Well, I came across the website for it.
Manipulating images
One of the reasons I haven't been updated as I should is due to the delay in processing the images from the other day and I really wanted to get them done and posted before I resumed regular posting here so as to give you a chance to see them before they slide off the main page and into archival oblivion.
I took over 100 images that night.
There are two problems with selecting which images to choose from: one—Spring's computer, which has enough memory to process large images (the raw images are 1984×1488 high quality images—they average about 700K each) but her monitor is less than optimal for viewing images (it's a bit dim and the color is way off). Two—my computer has a much better monitor but seriously lacks the memory to process large images; with only 32M of RAM just working with one of these images is taxing (loaded into memory each image takes up some 11M of memory, and my system usually has 5M of physical RAM free so loading these images for processing causes the system to hit swap space pretty hard). Ideally, I wanted to convert these images down to a managable size to view them quickly and pick the ones I wanted, but I did not want to sit there resizing 100 images by hand (either on my machine or on Spring's).
Little did I realize that I had software to do batch conversions already installed—ImageMagick. It's a series of programs you can run from a command line to batch up processing of images, so convering 100 images is as easy as:
for i in *.JPG do echo Converting $i convert --sample 496x372 $i /tmp/$i done
And then go off and do something else while my computer crunches away.
And crunches. And crunches. And swaps. And swaps. And I mean seriously swaps. The harddrive LED was searingly bright.
For two hours.
I told Rob this, and he let me use his computer to do the processing. Since he also runs Linux, I was able to log into his computer from mine, use ImageMagick (since he had it installed) to do the mass conversion (less than five minutes for 100 images—sigh) and run the GIMP to do final tweaks on the images I did select.

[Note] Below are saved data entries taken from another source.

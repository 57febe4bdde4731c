//! Helpers for pulling values out of multipart fields.

use crate::{errors::AppError, models::upload::UploadedFile};
use axum::{
    extract::multipart::{Field, MultipartError},
    http::StatusCode,
};
use tracing::warn;

/// Map a multipart read failure; a body over the upload limit is a 413.
pub fn multipart_error(what: &str, err: MultipartError) -> AppError {
    warn!("Failed to read {}: {}", what, err);
    if err.status() == StatusCode::PAYLOAD_TOO_LARGE {
        AppError::payload_too_large("Upload exceeds the maximum allowed size")
    } else {
        AppError::invalid_input(format!("Failed to read {}: {}", what, err))
    }
}

/// Buffer a file field. A missing filename becomes `"unnamed"`.
pub async fn read_file(field: Field<'_>) -> Result<UploadedFile, AppError> {
    let content_type = field.content_type().map(str::to_string);
    let file_name = field.file_name().unwrap_or("unnamed").to_string();

    let data = field
        .bytes()
        .await
        .map_err(|e| multipart_error("file data", e))?;

    Ok(UploadedFile::new(file_name, content_type, data))
}

pub async fn read_text(field: Field<'_>) -> Result<String, AppError> {
    let name = field.name().unwrap_or("").to_string();
    field
        .text()
        .await
        .map_err(|e| multipart_error(&format!("{} field", name), e))
}
//! Config command - show and change settings

use anyhow::{Context, Result};
use clap::Subcommand;
use colored::Colorize;
use taskdeck_core::adapters::http::HttpTaskApi;
use taskdeck_core::config::{Config, API_URL_ENV};

use super::get_taskdeck_dir;

#[derive(Subcommand)]
pub enum ConfigCommands {
    /// Show the effective configuration
    Show {
        /// Output as JSON
        #[arg(long)]
        json: bool,
    },
    /// Set the task server URL
    SetUrl {
        /// Base URL, e.g. http://localhost:8080
        url: String,
    },
}

pub fn run(command: ConfigCommands) -> Result<()> {
    let taskdeck_dir = get_taskdeck_dir()?;
    std::fs::create_dir_all(&taskdeck_dir)
        .with_context(|| format!("Failed to create taskdeck directory: {:?}", taskdeck_dir))?;
    let mut config = Config::load(&taskdeck_dir)?;

    match command {
        ConfigCommands::Show { json } => {
            if json {
                let mut value = serde_json::to_value(&config)?;
                value["directory"] = serde_json::json!(taskdeck_dir.to_string_lossy());
                println!("{}", serde_json::to_string_pretty(&value)?);
                return Ok(());
            }
            println!("{}", "Configuration".bold());
            let source = if config.base_url_from_env {
                format!(" (from {})", API_URL_ENV).dimmed().to_string()
            } else {
                String::new()
            };
            println!("  API URL:       {}{}", config.base_url, source);
            println!("  Timeout:       {}s", config.timeout_secs);
            println!("  Notice TTL:    {}s", config.notification_ttl_secs);
            println!("  Directory:     {}", taskdeck_dir.display());
        }
        ConfigCommands::SetUrl { url } => {
            // Same validation the client applies
            let api = HttpTaskApi::new(&url)?;
            config.set_base_url(api.base_url());
            config.save(&taskdeck_dir)?;
            println!("{} API URL set to {}", "✓".green(), api.base_url());
            if std::env::var(API_URL_ENV).is_ok() {
                println!(
                    "{}",
                    format!("Note: {} is set and overrides this value", API_URL_ENV).yellow()
                );
            }
        }
    }
    Ok(())
}
//! Port definitions (hexagonal architecture)
//!
//! Ports define the interfaces for external dependencies. The controller
//! depends only on these traits, not on concrete implementations.

mod storage;
mod task_api;

pub use storage::KeyValueStore;
pub use task_api::TaskApi;

/// Explicit user confirmation before a destructive action
pub trait Confirmer {
    fn confirm(&self, prompt: &str) -> anyhow::Result<bool>;
}

/// Fixed answer, for `--force` flags and tests
pub struct AlwaysConfirm(pub bool);

impl Confirmer for AlwaysConfirm {
    fn confirm(&self, _prompt: &str) -> anyhow::Result<bool> {
        Ok(self.0)
    }
}
//! Core domain entities
//!
//! Pure data structures with validation logic - no I/O.

mod notification;
mod session;
pub mod result;
pub mod task;

pub use notification::{Notification, NotificationKind};
pub use session::{Credentials, Session, SignInResponse, SignUpRequest, UserProfile};
pub use task::{Task, TaskFields, TaskId, TaskPriority, TaskStatus};
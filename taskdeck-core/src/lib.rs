//! Taskdeck Core - client logic for a task-management REST service
//!
//! This crate follows a hexagonal layout:
//!
//! - **domain**: Tasks, sessions, notices and the error type
//! - **ports**: Trait definitions for external dependencies (TaskApi, KeyValueStore)
//! - **services**: Auth, task CRUD, rendering, notices and event logging
//! - **adapters**: Concrete implementations (reqwest, file and memory stores)
//! - **controller**: The single owner of client state

pub mod adapters;
pub mod config;
pub mod controller;
pub mod domain;
pub mod log_migrations;
pub mod ports;
pub mod services;

use std::path::{Path, PathBuf};
use std::sync::Arc;

use anyhow::{Context, Result};

use adapters::file_store::FileKeyValueStore;
use adapters::http::HttpTaskApi;
use config::Config;
use services::SessionStore;

// Re-export commonly used types at crate root
pub use controller::{AppController, AuthTab, Outcome, TaskEditor, View};
pub use domain::result::Error;
pub use domain::{
    Credentials, Notification, NotificationKind, Session, SignUpRequest, Task, TaskFields,
    TaskId, TaskPriority, TaskStatus, UserProfile,
};

/// Main context for taskdeck operations
///
/// Holds the configuration, the HTTP client and the persisted session store
/// for one taskdeck directory.
pub struct TaskdeckContext {
    pub config: Config,
    pub api: Arc<HttpTaskApi>,
    pub sessions: SessionStore,
    taskdeck_dir: PathBuf,
}

impl TaskdeckContext {
    pub fn new(taskdeck_dir: &Path) -> Result<Self> {
        std::fs::create_dir_all(taskdeck_dir)
            .with_context(|| format!("Failed to create {:?}", taskdeck_dir))?;
        let config = Config::load(taskdeck_dir)?;

        let api = Arc::new(
            HttpTaskApi::with_timeout(&config.base_url, config.timeout_secs)
                .with_context(|| format!("Invalid API URL '{}'", config.base_url))?,
        );

        let store = FileKeyValueStore::new(&taskdeck_dir.join("session"))
            .context("Failed to open session store")?;
        let sessions = SessionStore::new(Arc::new(store));

        Ok(Self {
            config,
            api,
            sessions,
            taskdeck_dir: taskdeck_dir.to_path_buf(),
        })
    }

    /// Fresh controller over this context; call `startup()` to restore the session
    pub fn controller(&self) -> AppController {
        AppController::new(self.api.clone(), self.sessions.clone()).with_notice_ttl(
            chrono::Duration::seconds(self.config.notification_ttl_secs),
        )
    }

    pub fn taskdeck_dir(&self) -> &Path {
        &self.taskdeck_dir
    }
}
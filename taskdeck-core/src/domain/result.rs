//! Result and error types for the core library

use thiserror::Error;

/// Core library error type
///
/// Only two of these ever come back from the task service: `Application`
/// (the server answered with a non-success status) and `Transport` (no usable
/// answer at all). The rest are local failures.
#[derive(Error, Debug)]
pub enum Error {
    #[error("{}", .message.as_deref().unwrap_or("Request failed"))]
    Application { status: u16, message: Option<String> },

    #[error("Network error: {0}")]
    Transport(String),

    #[error("Please sign in first")]
    NotAuthenticated,

    #[error("Validation error: {0}")]
    Validation(String),

    #[error("Storage error: {0}")]
    Storage(String),

    #[error("Configuration error: {0}")]
    Config(String),

    #[error("IO error: {0}")]
    Io(#[from] std::io::Error),

    #[error("JSON error: {0}")]
    Json(#[from] serde_json::Error),
}

impl Error {
    /// Create an application error from a response status and optional body message
    pub fn application(status: u16, message: Option<String>) -> Self {
        Self::Application { status, message }
    }

    /// Create a transport error
    pub fn transport(msg: impl Into<String>) -> Self {
        Self::Transport(msg.into())
    }

    /// Create a validation error
    pub fn validation(msg: impl Into<String>) -> Self {
        Self::Validation(msg.into())
    }

    /// Create a storage error
    pub fn storage(msg: impl Into<String>) -> Self {
        Self::Storage(msg.into())
    }

    /// True when the request never produced a usable response
    pub fn is_transport(&self) -> bool {
        matches!(self, Self::Transport(_))
    }

    /// Text shown to the user for a failed flow.
    ///
    /// Server-supplied messages win over `fallback`; transport failures always
    /// show `network`. Validation and missing-session messages are shown as-is.
    pub fn user_message(&self, fallback: &str, network: &str) -> String {
        match self {
            Self::Application { message: Some(m), .. } if !m.trim().is_empty() => m.clone(),
            Self::Transport(_) => network.to_string(),
            Self::Validation(m) => m.clone(),
            Self::NotAuthenticated => self.to_string(),
            _ => fallback.to_string(),
        }
    }
}

/// Core library result type
pub type Result<T> = std::result::Result<T, Error>;

#[cfg(test)]
mod tests {
    use super::*;

    #[test]
    fn test_user_message_prefers_server_message() {
        let err = Error::application(400, Some("Username is already taken!".to_string()));
        assert_eq!(
            err.user_message("Registration failed", "Network error. Please try again."),
            "Username is already taken!"
        );
    }

    #[test]
    fn test_user_message_falls_back() {
        let err = Error::application(500, None);
        assert_eq!(err.user_message("Login failed", "offline"), "Login failed");

        let blank = Error::application(401, Some("   ".to_string()));
        assert_eq!(blank.user_message("Login failed", "offline"), "Login failed");
    }

    #[test]
    fn test_user_message_transport() {
        let err = Error::transport("connection refused");
        assert!(err.is_transport());
        assert_eq!(
            err.user_message("Failed to load tasks", "Network error while loading tasks"),
            "Network error while loading tasks"
        );
    }

    #[test]
    fn test_user_message_missing_session() {
        assert_eq!(
            Error::NotAuthenticated.user_message("Failed to load tasks", "offline"),
            "Please sign in first"
        );
    }

    #[test]
    fn test_application_display() {
        let err = Error::application(403, Some("Access denied".to_string()));
        assert_eq!(err.to_string(), "Access denied");
        assert_eq!(Error::application(500, None).to_string(), "Request failed");
    }
}
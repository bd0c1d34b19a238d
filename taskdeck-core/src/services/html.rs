//! HTML rendering of the task list view
//!
//! Produces the card markup for embedding in a web page. Every value taken
//! from a task, class hooks included, goes through [`escape_html`].

use crate::services::view::{TaskCard, TaskListBody, TaskListView};

/// Escape text for use in HTML element content and quoted attributes
pub fn escape_html(text: &str) -> String {
    let mut out = String::with_capacity(text.len());
    for c in text.chars() {
        match c {
            '&' => out.push_str("&amp;"),
            '<' => out.push_str("&lt;"),
            '>' => out.push_str("&gt;"),
            '"' => out.push_str("&quot;"),
            '\'' => out.push_str("&#39;"),
            c => out.push(c),
        }
    }
    out
}

pub fn render_card(card: &TaskCard) -> String {
    let mut html = format!(
        "<div class=\"task-card priority-{}\" data-task-id=\"{}\">\n",
        escape_html(&card.priority_class),
        card.id
    );
    html.push_str("  <div class=\"task-header\">\n");
    html.push_str(&format!(
        "    <div class=\"task-title\">{}</div>\n",
        escape_html(&card.title)
    ));
    html.push_str(&format!(
        "    <div class=\"task-meta\"><span class=\"task-status {}\">{}</span> <span class=\"task-priority {}\">{}</span></div>\n",
        escape_html(&card.status_class),
        escape_html(&card.status_label),
        escape_html(&card.priority_class),
        escape_html(&card.priority_label)
    ));
    html.push_str("  </div>\n");

    if let Some(description) = &card.description {
        html.push_str(&format!(
            "  <div class=\"task-description\">{}</div>\n",
            escape_html(description)
        ));
    }

    if let Some(deadline) = &card.deadline {
        let class = if deadline.overdue {
            "task-deadline overdue"
        } else {
            "task-deadline"
        };
        html.push_str(&format!(
            "  <div class=\"{}\">Due: {}</div>\n",
            class,
            escape_html(&deadline.text)
        ));
    }

    html.push_str(&format!(
        "  <div class=\"task-actions\"><button data-action=\"edit\">Edit</button> <button data-action=\"toggle\">{}</button> <button data-action=\"delete\">Delete</button></div>\n",
        card.toggle_label
    ));
    html.push_str("</div>\n");
    html
}

/// Render the whole list, or the empty-state placeholder
pub fn render_list(view: &TaskListView) -> String {
    match &view.body {
        TaskListBody::Empty { message } => {
            format!("<div class=\"task-list-empty\"><p>{}</p></div>\n", escape_html(message))
        }
        TaskListBody::Cards { cards } => cards.iter().map(render_card).collect(),
    }
}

“Coffee, tea or strip search?”
After some more grumbling on my part they eventually finished with me and I went to retrieve our luggage from the x-ray machine. Upon returning I found my wife sitting in a chair, crying. Mary rarely cries, and certainly not in public. When I asked her what was the matter, she tried to quell her tears and sobbed, “I'm sorry … it's … they touched my breasts … and …” That's all I heard. I marched up to the woman who'd been examining her and shouted, “What did you do to her?” Later I found out that in addition to touching her swollen breasts—to protect the American citizenry—the employee had asked that she lift up her shirt. Not behind a screen, not off to the side—no, right there, directly in front of the hundred or so passengers standing in line. And for you women whove been pregnant and worn maternity pants, you know how ridiculous those things look. “I felt like a clown,” my wife told me later. “On display for all these people, with the cotton panel on my pants and my stomach sticking out. When I sat down I just lost my composure and began to cry. Thats when you walked up.”

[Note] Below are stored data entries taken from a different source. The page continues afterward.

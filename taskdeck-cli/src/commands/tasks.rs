//! Task commands - list, stats, show, overdue, add, edit, toggle, delete

use anyhow::{bail, Result};
use chrono::Utc;
use colored::Colorize;
use comfy_table::Cell;
use dialoguer::{Input, Select};
use taskdeck_core::domain::task::{parse_deadline_input, timestamp};
use taskdeck_core::ports::AlwaysConfirm;
use taskdeck_core::services::html;
use taskdeck_core::services::view::{self, format_date_time, sanitize_terminal, TaskFilter, TaskListView, TaskStats};
use taskdeck_core::services::EntryPoint;
use taskdeck_core::{Outcome, Task, TaskFields, TaskId, TaskPriority, TaskStatus};

use super::{finish, get_context, get_logger, signed_in_controller, with_spinner, TerminalConfirmer};
use crate::output;

/// Field values given on the command line; `None` means "ask" or "keep"
#[derive(Default, clap::Args)]
pub struct FieldArgs {
    /// Task title
    #[arg(long, short)]
    pub title: Option<String>,
    /// Description; an empty string clears it
    #[arg(long, short)]
    pub description: Option<String>,
    /// TODO, IN_PROGRESS or DONE
    #[arg(long, short)]
    pub status: Option<String>,
    /// LOW, MEDIUM or HIGH
    #[arg(long, short)]
    pub priority: Option<String>,
    /// Deadline as YYYY-MM-DD HH:MM; an empty string clears it
    #[arg(long)]
    pub deadline: Option<String>,
}

impl FieldArgs {
    fn is_empty(&self) -> bool {
        self.title.is_none()
            && self.description.is_none()
            && self.status.is_none()
            && self.priority.is_none()
            && self.deadline.is_none()
    }

    /// Overlay the given values on `base`. An empty deadline or description clears it.
    fn apply(self, mut base: TaskFields) -> Result<TaskFields> {
        if let Some(title) = self.title {
            base.title = title;
        }
        if let Some(description) = self.description {
            base.description = Some(description);
        }
        if let Some(status) = self.status {
            base.status = status.parse()?;
        }
        if let Some(priority) = self.priority {
            base.priority = priority.parse()?;
        }
        if let Some(deadline) = self.deadline {
            base.deadline = if deadline.trim().is_empty() {
                None
            } else {
                Some(parse_deadline_input(&deadline)?)
            };
        }
        Ok(base)
    }
}

/// Output format for `td list`
#[derive(Debug, Clone, Copy, PartialEq, Eq, clap::ValueEnum)]
pub enum ListFormat {
    Table,
    Json,
    Csv,
    Html,
}

pub fn parse_filter(status: Option<&str>, priority: Option<&str>) -> Result<TaskFilter> {
    Ok(TaskFilter {
        status: status.map(str::parse::<TaskStatus>).transpose()?,
        priority: priority.map(str::parse::<TaskPriority>).transpose()?,
    })
}

/// Ask for every field, starting from `defaults`
pub fn prompt_fields(defaults: &TaskFields) -> Result<TaskFields> {
    let title: String = Input::new()
        .with_prompt("Title")
        .with_initial_text(defaults.title.clone())
        .interact_text()?;

    let description: String = Input::new()
        .with_prompt("Description (optional)")
        .with_initial_text(defaults.description.clone().unwrap_or_default())
        .allow_empty(true)
        .interact_text()?;

    let status_labels: Vec<String> = TaskStatus::ALL
        .iter()
        .map(|s| view::format_status(s.as_str()))
        .collect();
    let status_index = Select::new()
        .with_prompt("Status")
        .items(&status_labels)
        .default(TaskStatus::ALL.iter().position(|s| *s == defaults.status).unwrap_or(0))
        .interact()?;

    let priority_index = Select::new()
        .with_prompt("Priority")
        .items(&TaskPriority::ALL.iter().map(|p| p.to_string()).collect::<Vec<_>>())
        .default(TaskPriority::ALL.iter().position(|p| *p == defaults.priority).unwrap_or(1))
        .interact()?;

    let deadline_initial = defaults
        .deadline
        .map(|d| d.with_timezone(&chrono::Local).format("%Y-%m-%d %H:%M").to_string())
        .unwrap_or_default();
    let deadline: String = Input::new()
        .with_prompt("Deadline (YYYY-MM-DD HH:MM, optional)")
        .with_initial_text(deadline_initial)
        .allow_empty(true)
        .validate_with(|input: &String| -> std::result::Result<(), String> {
            if input.trim().is_empty() {
                return Ok(());
            }
            parse_deadline_input(input).map(|_| ()).map_err(|e| e.to_string())
        })
        .interact_text()?;

    FieldArgs {
        title: Some(title),
        description: Some(description),
        status: None,
        priority: None,
        deadline: Some(deadline),
    }
    .apply(TaskFields {
        status: TaskStatus::ALL[status_index].clone(),
        priority: TaskPriority::ALL[priority_index].clone(),
        ..defaults.clone()
    })
}

fn status_cell(task_status: &TaskStatus, label: &str) -> Cell {
    let label = match task_status {
        TaskStatus::Todo => label.normal(),
        TaskStatus::InProgress => label.cyan(),
        TaskStatus::Done => label.green(),
        TaskStatus::Other(_) => label.yellow(),
    };
    Cell::new(label.to_string())
}

fn priority_cell(priority: &TaskPriority) -> Cell {
    let label = match priority {
        TaskPriority::Low => priority.as_str().dimmed(),
        TaskPriority::High => priority.as_str().red().bold(),
        TaskPriority::Medium | TaskPriority::Other(_) => priority.as_str().normal(),
    };
    Cell::new(label.to_string())
}

pub fn print_stats(stats: &TaskStats) {
    println!(
        "  {} {}   {} {}   {} {}   {} {}",
        "To Do:".dimmed(),
        stats.todo,
        "In Progress:".dimmed(),
        stats.in_progress.to_string().cyan(),
        "Done:".dimmed(),
        stats.done.to_string().green(),
        "Overdue:".dimmed(),
        if stats.overdue > 0 {
            stats.overdue.to_string().red().bold()
        } else {
            stats.overdue.to_string().normal()
        }
    );
}

/// Cards as a table, or the empty-state line
pub fn print_view(view_model: &TaskListView) {
    print_stats(&view_model.stats);
    println!();

    let cards = view_model.cards();
    if cards.is_empty() {
        println!("{}", view::EMPTY_MESSAGE.dimmed());
        return;
    }

    let mut table = output::create_table();
    table.set_header(vec!["ID", "Title", "Status", "Priority", "Due", "Description"]);
    for card in cards {
        let due = match &card.deadline {
            Some(d) if d.overdue => format!("{} !", d.text).red().to_string(),
            Some(d) => d.text.clone(),
            None => String::new(),
        };
        table.add_row(vec![
            Cell::new(card.id),
            Cell::new(sanitize_terminal(&card.title)),
            status_cell(&card.status, &card.status_label),
            priority_cell(&card.priority),
            Cell::new(due),
            Cell::new(sanitize_terminal(card.description.as_deref().unwrap_or(""))),
        ]);
    }
    println!("{}", table);
}

fn print_tasks_table(tasks: &[Task]) {
    let now = Utc::now();
    let cards: Vec<_> = tasks.iter().map(|t| view::render_card(t, now)).collect();
    let mut table = output::create_table();
    table.set_header(vec!["ID", "Title", "Status", "Priority", "Due"]);
    for card in &cards {
        table.add_row(vec![
            Cell::new(card.id),
            Cell::new(sanitize_terminal(&card.title)),
            status_cell(&card.status, &card.status_label),
            priority_cell(&card.priority),
            Cell::new(card.deadline.as_ref().map(|d| d.text.clone()).unwrap_or_default()),
        ]);
    }
    println!("{}", table);
}

fn write_csv(view_model: &TaskListView, tasks: &[Task]) -> Result<()> {
    let mut writer = csv::Writer::from_writer(std::io::stdout());
    writer.write_record(["id", "title", "status", "priority", "deadline", "overdue", "description"])?;
    for card in view_model.cards() {
        let deadline = tasks
            .iter()
            .find(|t| t.id == card.id)
            .and_then(|t| t.deadline.as_ref())
            .map(timestamp::format)
            .unwrap_or_default();
        writer.write_record([
            card.id.to_string(),
            card.title.clone(),
            card.status.as_str().to_string(),
            card.priority.as_str().to_string(),
            deadline,
            card.deadline.as_ref().map_or(false, |d| d.overdue).to_string(),
            card.description.clone().unwrap_or_default(),
        ])?;
    }
    writer.flush()?;
    Ok(())
}

pub fn run_list(status: Option<String>, priority: Option<String>, format: ListFormat) -> Result<()> {
    let filter = parse_filter(status.as_deref(), priority.as_deref())?;
    let ctx = get_context()?;
    let mut controller = signed_in_controller(&ctx, true);
    controller.set_filter(filter);

    let view_model = controller.view_model(Utc::now());
    match format {
        ListFormat::Json => println!("{}", serde_json::to_string_pretty(&view_model)?),
        ListFormat::Csv => write_csv(&view_model, controller.tasks())?,
        ListFormat::Html => print!("{}", html::render_list(&view_model)),
        ListFormat::Table => {
            super::auth::print_welcome(&controller);
            print_view(&view_model);
        }
    }
    Ok(())
}

pub fn run_stats(json: bool) -> Result<()> {
    let ctx = get_context()?;
    let controller = signed_in_controller(&ctx, true);
    let stats = controller.view_model(Utc::now()).stats;

    if json {
        println!(
            "{}",
            serde_json::json!({
                "todo": stats.todo,
                "inProgress": stats.in_progress,
                "done": stats.done,
                "overdue": stats.overdue,
                "total": stats.total(),
            })
        );
    } else {
        println!("{}", "Task Statistics".bold());
        print_stats(&stats);
        println!("  {} {}", "Total:".dimmed(), stats.total());
    }
    Ok(())
}

pub fn run_show(id: TaskId, json: bool) -> Result<()> {
    let logger = get_logger(EntryPoint::Cli);
    let ctx = get_context()?;
    let mut controller = signed_in_controller(&ctx, false);

    let Some(task) = with_spinner("Loading task...", || controller.fetch_task(id)) else {
        finish(&mut controller, Outcome::Failed, &logger, "show");
        return Ok(());
    };

    if json {
        println!("{}", serde_json::to_string_pretty(&task)?);
        return Ok(());
    }

    let card = view::render_card(&task, Utc::now());
    println!("{} {}", format!("#{}", card.id).dimmed(), sanitize_terminal(&card.title).bold());
    println!("  Status:   {}", card.status_label);
    println!("  Priority: {}", card.priority_label);
    if let Some(deadline) = &card.deadline {
        let text = if deadline.overdue {
            format!("{} (overdue)", deadline.text).red().to_string()
        } else {
            deadline.text.clone()
        };
        println!("  Due:      {}", text);
    }
    if let Some(created) = &task.created_at {
        println!("  Created:  {}", format_date_time(created));
    }
    if let Some(updated) = &task.updated_at {
        println!("  Updated:  {}", format_date_time(updated));
    }
    if let Some(description) = &card.description {
        println!();
        println!("{}", sanitize_terminal(description));
    }
    Ok(())
}

pub fn run_overdue(json: bool) -> Result<()> {
    let logger = get_logger(EntryPoint::Cli);
    let ctx = get_context()?;
    let mut controller = signed_in_controller(&ctx, false);

    let Some(tasks) = with_spinner("Loading overdue tasks...", || controller.fetch_overdue()) else {
        finish(&mut controller, Outcome::Failed, &logger, "overdue");
        return Ok(());
    };

    if json {
        println!("{}", serde_json::to_string_pretty(&tasks)?);
    } else if tasks.is_empty() {
        output::success("No overdue tasks");
    } else {
        println!("{}", format!("{} overdue task(s)", tasks.len()).red().bold());
        print_tasks_table(&tasks);
    }
    Ok(())
}

/// Flags overlay `base`; only a bare command prompts. A missing title is
/// left for save-time validation to report.
fn resolve_fields(
    args: FieldArgs,
    base: &TaskFields,
    prompt: impl FnOnce(&TaskFields) -> Result<TaskFields>,
) -> Result<TaskFields> {
    if args.is_empty() {
        prompt(base)
    } else {
        args.apply(base.clone())
    }
}

pub fn run_add(args: FieldArgs) -> Result<()> {
    let logger = get_logger(EntryPoint::Cli);
    let ctx = get_context()?;
    let mut controller = signed_in_controller(&ctx, false);

    let defaults = controller.open_create().fields.clone();
    let fields = resolve_fields(args, &defaults, prompt_fields)?;

    let outcome = with_spinner("Saving task...", || controller.submit_editor(fields));
    finish(&mut controller, outcome, &logger, "add");
    Ok(())
}

pub fn run_edit(id: TaskId, args: FieldArgs) -> Result<()> {
    let logger = get_logger(EntryPoint::Cli);
    let ctx = get_context()?;
    let mut controller = signed_in_controller(&ctx, true);

    let Some(editor) = controller.open_edit(id) else {
        bail!("Task {} not found", id);
    };
    let current = editor.fields.clone();
    let fields = resolve_fields(args, &current, prompt_fields)?;

    let outcome = with_spinner("Saving task...", || controller.submit_editor(fields));
    finish(&mut controller, outcome, &logger, "edit");
    Ok(())
}

pub fn run_toggle(id: TaskId) -> Result<()> {
    let logger = get_logger(EntryPoint::Cli);
    let ctx = get_context()?;
    let mut controller = signed_in_controller(&ctx, true);

    if controller.tasks().iter().all(|t| t.id != id) {
        bail!("Task {} not found", id);
    }
    let outcome = with_spinner("Updating task...", || controller.toggle_status(id));
    finish(&mut controller, outcome, &logger, "toggle");
    Ok(())
}

pub fn run_delete(id: TaskId, force: bool) -> Result<()> {
    let logger = get_logger(EntryPoint::Cli);
    let ctx = get_context()?;
    let mut controller = signed_in_controller(&ctx, true);

    if let Some(task) = controller.tasks().iter().find(|t| t.id == id) {
        println!("{} {}", format!("#{}", id).dimmed(), sanitize_terminal(&task.title));
    }

    let outcome = if force {
        controller.delete_task(id, &AlwaysConfirm(true))
    } else {
        controller.delete_task(id, &TerminalConfirmer)
    };
    if outcome == Outcome::Cancelled {
        println!("{}", "Cancelled".dimmed());
        return Ok(());
    }
    finish(&mut controller, outcome, &logger, "delete");
    Ok(())
}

Via jwz's livejournal, Coffee, Tea, or Should We Feel Your Pregnant Wifes Breasts Before Throwing You in a Cell at the Airport and Then Lying About Why We Put You There?
My Dad keeps asking when I'm flying out to visit him again. And I keep telling him I'm no longer going to fly anywhere until crap like that stops. I got stripped search the last time I went to the airport and I wasn't even flying!
Several years ago for Thanksgiving I flew a round trip from Ft. Lauderdale to Chicago to Boston and I got searched in Chicago, never mind the fact that my plane was taking off in about twenty minutes.
Lord knows what will happen to me if I try flying now.